After years of planning and preparation, with part of the construction process delayed by the COVID-19 pandemic, the Native American garden opened on campus, across from the HUB in the University of California, Riverside. According to committee members and planners of the project, the purpose of the garden is to honor the area’s Indigenous tribes, the Cahuilla, Tongva, Serrano and Luiseño.

UCR’s campus architect, Jacqueline Norman, expanded on the process behind creating the garden. Once the Native American garden project was established, the first thing that her department, Planning, Development and Construction (PDC) did was to decide where they wanted to locate the site. She elaborated that “We really wanted to identify or find a place on campus that wasn’t tucked away. We have lots of beautiful courtyards that are sort of hidden, tucked away spaces on campus that are surprises when you sort of stumble into them. But we really wanted this project to be somewhere very prominent and public where people will engage with it on a daily basis.”

From that criteria, a location was established. Norman explains that “what more public space do you have than the HUB, which is just adjacent to the Bell Tower. There’s a stream of students and faculty that pass through there on a daily basis, so that seemed like a really ideal space for us.”

The next step of the process was to collaborate with consultant designers and find a firm to work with. Norman explains how they “hired a landscape architecture firm from Seattle called Jones and Jones studio [and was] really excited to be able to have them be the designers of the project, as they were involved in the design for the Museum of the American Indian which is a very large museum in Washington DC.”

After that, Norman continues, a committee had to be established, made up of individuals who understood their commitment to the process from the beginning to the end. One of these committee members was Professor Gerald L. Clarke from the Ethnic Studies Department who is also a member of the Cahuilla Band of Indians. Recalling how he was brought into the project, he commented that “I was contacted about a year ago with this plan of having a native garden here on campus” and that he has “served on the committee with a number of other faculty, administrators and community members to discuss what it might look like, what its uses are and what would be included.”

When asked about the process of working on a committee with others, Clarke says it was a good experience and an opportunity to view different perspectives on issues. He adds on that “oftentimes, [in] initiatives like this, there’s this desire to include Native people and to give Native input. I’m tribal and some of the community people that were involved were tribal as well. And so, I feel like it was done the right way.”

According to Professor Clarke, there were a few challenges that the committee had to overcome and come together to a decision on. “One of the big issues that we had was what plants to include, because many indigenous plants in California, or across the nation are abused by people who are ignorant.”

Professor Clarke expands, saying white sage for instance, is “a sacred plant to us. So we talked a lot in the committee about what to include. We didn’t want people just picking this stuff, killing these plants and using it for trendy purposes. And then what about signage? Do we put signage?
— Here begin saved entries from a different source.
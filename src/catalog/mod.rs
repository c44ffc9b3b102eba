//! Theme and icon sets retint knows how to recolour.
//!
//! A set names a directory in the source tree, the files to rewrite, and
//! the table of source colours to replace. Each table entry carries a
//! lightness offset, so the target colour is shifted the same way the
//! source palette shifts its accent.

mod builtin;
mod manifest;

use std::collections::HashSet;
use std::fmt;
use std::path::{Component, Path, PathBuf};

use clap::ValueEnum;
use serde::{Deserialize, Serialize};

use crate::error::{Result, RetintError};
use crate::substitute::{FileFilter, SubstitutionRule};
use crate::types::{Colour, ColourSpec};

pub use manifest::{Manifest, MANIFEST_FILENAME};

/// Whether a set is a GTK/shell theme or an icon theme.
#[derive(Debug, Clone, Copy, PartialEq, Eq, Hash, Serialize, Deserialize, ValueEnum)]
#[serde(rename_all = "lowercase")]
pub enum SetKind {
    Theme,
    Icons,
}

impl SetKind {
    pub fn name(self) -> &'static str {
        match self {
            SetKind::Theme => "theme",
            SetKind::Icons => "icons",
        }
    }
}

impl fmt::Display for SetKind {
    fn fmt(&self, f: &mut fmt::Formatter<'_>) -> fmt::Result {
        f.write_str(self.name())
    }
}

/// A source colour and the lightness offset applied to the target colour.
#[derive(Debug, Clone, PartialEq, Eq, Serialize, Deserialize)]
pub struct ColourEntry {
    pub from: String,
    #[serde(default)]
    pub offset: i32,
}

impl ColourEntry {
    pub fn new(from: &str, offset: i32) -> Self {
        Self {
            from: from.to_string(),
            offset,
        }
    }
}

/// A rasterized asset regenerated from its SVG source.
#[derive(Debug, Clone, PartialEq, Eq, Serialize, Deserialize)]
pub struct AssetEntry {
    pub name: String,
    /// Also copy the 1x output into the legacy directory.
    #[serde(default)]
    pub legacy: bool,
}

/// The asset directory of a set and what to regenerate in it.
#[derive(Debug, Clone, PartialEq, Eq, Serialize, Deserialize)]
pub struct AssetGroup {
    pub dir: PathBuf,
    #[serde(default)]
    pub legacy_dir: Option<PathBuf>,
    pub assets: Vec<AssetEntry>,
}

/// A grayscale wallpaper to tint.
#[derive(Debug, Clone, PartialEq, Eq, Serialize, Deserialize)]
pub struct WallpaperSpec {
    /// Path relative to `<source>/wallpapers`.
    pub file: PathBuf,
    /// Output file stem; the colour name is appended.
    pub stem: String,
}

/// Names end up as path components and `index.theme` values, so only
/// ASCII alphanumerics, `-` and `_` are allowed.
pub fn is_valid_name(name: &str) -> bool {
    !name.is_empty()
        && name
            .chars()
            .all(|c| c.is_ascii_alphanumeric() || c == '-' || c == '_')
}

/// A relative path that cannot climb out of the directory it is joined to.
fn is_contained(path: &Path) -> bool {
    path.components().all(|c| matches!(c, Component::Normal(_) | Component::CurDir))
        && path.components().any(|c| matches!(c, Component::Normal(_)))
}

fn default_rename_keys() -> Vec<String> {
    vec!["Name".to_string()]
}

/// A named theme or icon set.
#[derive(Debug, Clone, PartialEq, Serialize, Deserialize)]
pub struct ThemeSet {
    pub family: String,
    #[serde(default)]
    pub variant: Option<String>,
    pub kind: SetKind,
    /// Directory relative to the source root.
    pub path: PathBuf,
    /// File-name globs that receive colour substitutions.
    pub files: Vec<String>,
    pub colours: Vec<ColourEntry>,
    #[serde(default)]
    pub assets: Option<AssetGroup>,
    /// `index.theme` keys whose value is rewritten to the output name.
    #[serde(default = "default_rename_keys")]
    pub rename_keys: Vec<String>,
}

impl ThemeSet {
    /// `Yaru`, `Yaru-dark`, ...
    pub fn name(&self) -> String {
        match &self.variant {
            Some(variant) => format!("{}-{}", self.family, variant),
            None => self.family.clone(),
        }
    }

    /// Directory name of the recoloured set: `Yaru-Blue`, `Yaru-Blue-dark`.
    pub fn output_name(&self, colour_name: &str) -> String {
        match &self.variant {
            Some(variant) => format!("{}-{}-{}", self.family, colour_name, variant),
            None => format!("{}-{}", self.family, colour_name),
        }
    }

    pub fn source_dir(&self, source_root: &Path) -> PathBuf {
        source_root.join(&self.path)
    }

    /// Check the set is internally consistent.
    pub fn validate(&self) -> Result<()> {
        let name = self.name();
        if self.family.is_empty() || self.files.is_empty() {
            return Err(RetintError::Config {
                message: format!("Set '{}' needs a family and at least one file glob", name),
                help: None,
            });
        }

        let variant_ok = self.variant.as_deref().map_or(true, is_valid_name);
        if !is_valid_name(&self.family) || !variant_ok {
            return Err(RetintError::Config {
                message: format!("Invalid set name '{}'", name),
                help: Some(
                    "Family and variant may only use letters, digits, '-' or '_'".to_string(),
                ),
            });
        }

        if !is_contained(&self.path) {
            return Err(RetintError::Config {
                message: format!(
                    "Set '{}' has path {} outside the source root",
                    name,
                    self.path.display()
                ),
                help: Some("Use a relative path such as themes/Yaru".to_string()),
            });
        }

        if let Some(group) = &self.assets {
            let mut dirs = std::iter::once(&group.dir).chain(group.legacy_dir.as_ref());
            let names_ok = group.assets.iter().all(|a| is_valid_name(&a.name));
            if !dirs.all(|d| is_contained(d)) || !names_ok {
                return Err(RetintError::Config {
                    message: format!("Set '{}' has an asset entry outside its own tree", name),
                    help: None,
                });
            }
        }

        let mut seen = HashSet::new();
        for entry in &self.colours {
            let colour = Colour::from_hex(&entry.from)?;
            if !seen.insert(colour) {
                return Err(RetintError::Config {
                    message: format!("Set '{}' lists {} more than once", name, colour),
                    help: None,
                });
            }
        }

        FileFilter::new(&self.files)?;
        Ok(())
    }

    /// Pairs of (source colour, replacement) for a target colour.
    pub fn colour_table(&self, target: &ColourSpec) -> Result<Vec<(Colour, Colour)>> {
        self.colours
            .iter()
            .map(|entry| {
                let from = Colour::from_hex(&entry.from)?;
                Ok((from, target.with_lightness_offset(entry.offset).colour()))
            })
            .collect()
    }

    /// Substitution rules recolouring this set to `target` and renaming it
    /// after `colour_name`.
    ///
    /// Each colour yields a hex rule and a decimal `r, g, b` rule.
    pub fn rules(&self, target: &ColourSpec, colour_name: &str) -> Result<Vec<SubstitutionRule>> {
        let files = FileFilter::new(&self.files)?;
        let mut rules = Vec::new();

        for (from, to) in self.colour_table(target)? {
            rules.push(SubstitutionRule::literal(files.clone(), from.to_hex(), to.to_hex()));
            rules.push(SubstitutionRule::regex(
                files.clone(),
                format!(r"\b{}\b", from.to_rgb_triple().replace(", ", r",\s*")),
                to.to_rgb_triple(),
            ));
        }

        if !self.rename_keys.is_empty() {
            let index = FileFilter::new(["index.theme"])?;
            let name = self.name();
            let output = self.output_name(colour_name);
            for key in &self.rename_keys {
                rules.push(SubstitutionRule::regex(
                    index.clone(),
                    format!("^{}={}$", regex::escape(key), regex::escape(&name)),
                    format!("{}={}", key, output),
                ));
            }
        }

        Ok(rules)
    }
}

/// The sets and wallpapers available for a run.
#[derive(Debug, Clone)]
pub struct Catalog {
    sets: Vec<ThemeSet>,
    wallpapers: Vec<WallpaperSpec>,
}

impl Catalog {
    /// The builtin sets.
    pub fn builtin() -> Self {
        Self {
            sets: builtin::sets(),
            wallpapers: builtin::wallpapers(),
        }
    }

    /// Builtin sets merged with `retint.yaml` from `source_root`, if any.
    pub fn load(source_root: &Path) -> Result<(Self, Option<Manifest>)> {
        let manifest_path = source_root.join(MANIFEST_FILENAME);
        let mut catalog = Self::builtin();

        if !manifest_path.exists() {
            return Ok((catalog, None));
        }

        let manifest = Manifest::load(&manifest_path)?;
        catalog.merge(&manifest)?;
        Ok((catalog, Some(manifest)))
    }

    /// Add the manifest's sets, replacing builtin sets of the same name and kind.
    pub fn merge(&mut self, manifest: &Manifest) -> Result<()> {
        for set in &manifest.sets {
            set.validate()?;
            let name = set.name();
            match self
                .sets
                .iter_mut()
                .find(|s| s.kind == set.kind && s.name() == name)
            {
                Some(existing) => *existing = set.clone(),
                None => self.sets.push(set.clone()),
            }
        }

        for wallpaper in &manifest.wallpapers {
            if !is_contained(&wallpaper.file) || !is_valid_name(&wallpaper.stem) {
                return Err(RetintError::Config {
                    message: format!(
                        "Invalid wallpaper entry {} ({})",
                        wallpaper.file.display(),
                        wallpaper.stem
                    ),
                    help: Some("Wallpaper files are relative to <source>/wallpapers".to_string()),
                });
            }
        }

        if !manifest.wallpapers.is_empty() {
            self.wallpapers = manifest.wallpapers.clone();
        }

        Ok(())
    }

    pub fn sets(&self) -> &[ThemeSet] {
        &self.sets
    }

    pub fn sets_of(&self, kind: SetKind) -> impl Iterator<Item = &ThemeSet> {
        self.sets.iter().filter(move |s| s.kind == kind)
    }

    pub fn wallpapers(&self) -> &[WallpaperSpec] {
        &self.wallpapers
    }

    /// Look up a set by kind and name (case-insensitive).
    pub fn get(&self, kind: SetKind, name: &str) -> Result<&ThemeSet> {
        self.sets_of(kind)
            .find(|s| s.name().eq_ignore_ascii_case(name))
            .ok_or_else(|| {
                let available: Vec<String> = self.sets_of(kind).map(|s| s.name()).collect();
                RetintError::Config {
                    message: format!("Unknown {} set: {}", kind, name),
                    help: Some(format!("Available: {}", available.join(", "))),
                }
            })
    }
}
Do we put what the uses were, and will that actually contribute to people abusing it?”

Mata Elangovan - The Highlander
Mata Elangovan – The Highlander

Wallace Cleaves, Associate Dean of Undergraduate Education, director of the University Writing Program, and director of the California Center for Native Nations, who is Tongva, was not directly consulted in the planning for the garden, but knew members who did. He explains that “I do know that both Barbara Drake and Julia Bogany, who are also members of the Tongva, both have gone on to the ancestors in the last few years, were consulted [on the garden] in the early stages … I knew [Drake] was being consulted and was talking about which of our plant relatives she thought were really important to have represented here.

“Where [Drake] was consulted, her real goals were to make sure that our plant relatives who were represented, were treated appropriately. There’s a lot of people who are not always great about knowing how to put those plants in relation to the landscape and with each other, and don’t always treat them the way that they need to be treated. So she would really try to help people understand how our plants had to be kind of situated and the kind of care that we gave. In our belief system and our epistemology, it’s really important to understand that we think of the plants and the animals and really even the earth themselves as our relation[s]. So we have this huge responsibility to them because, literally in our beliefs, they are our ancestors.”

Another committee member, Professor Clifford Trafzer, Distinguished Professor of History and Rupert Costo Chair in American Indian Affairs, elaborates on how he felt about the construction of the garden, “It’s a way of returning the gift because the University of California set up their campuses on Indian lands all over the state and also used funds that that were from the federal government. Wherever you go, you’re on Indian land, and UCR has taken a major step by saying, this is the way we recognize that we’re on native land, and that [indigenous people] were here first and that they are still here. That’s important. They didn’t all go away.”

Professor Clarke also offers his view on the topic, stating that “tuition remission, the native garden, the offering of culturally relevant classes, like the query language class, I see all those as part of UCR trying. We have several Native professors that are here now, and to be honest, a lot of my non-native students love it. They love the fact that taking an intro to Native studies classroom. I’d love to take them over there to that garden so they can look at the plants and understand how tribal people were able to survive all these centuries.”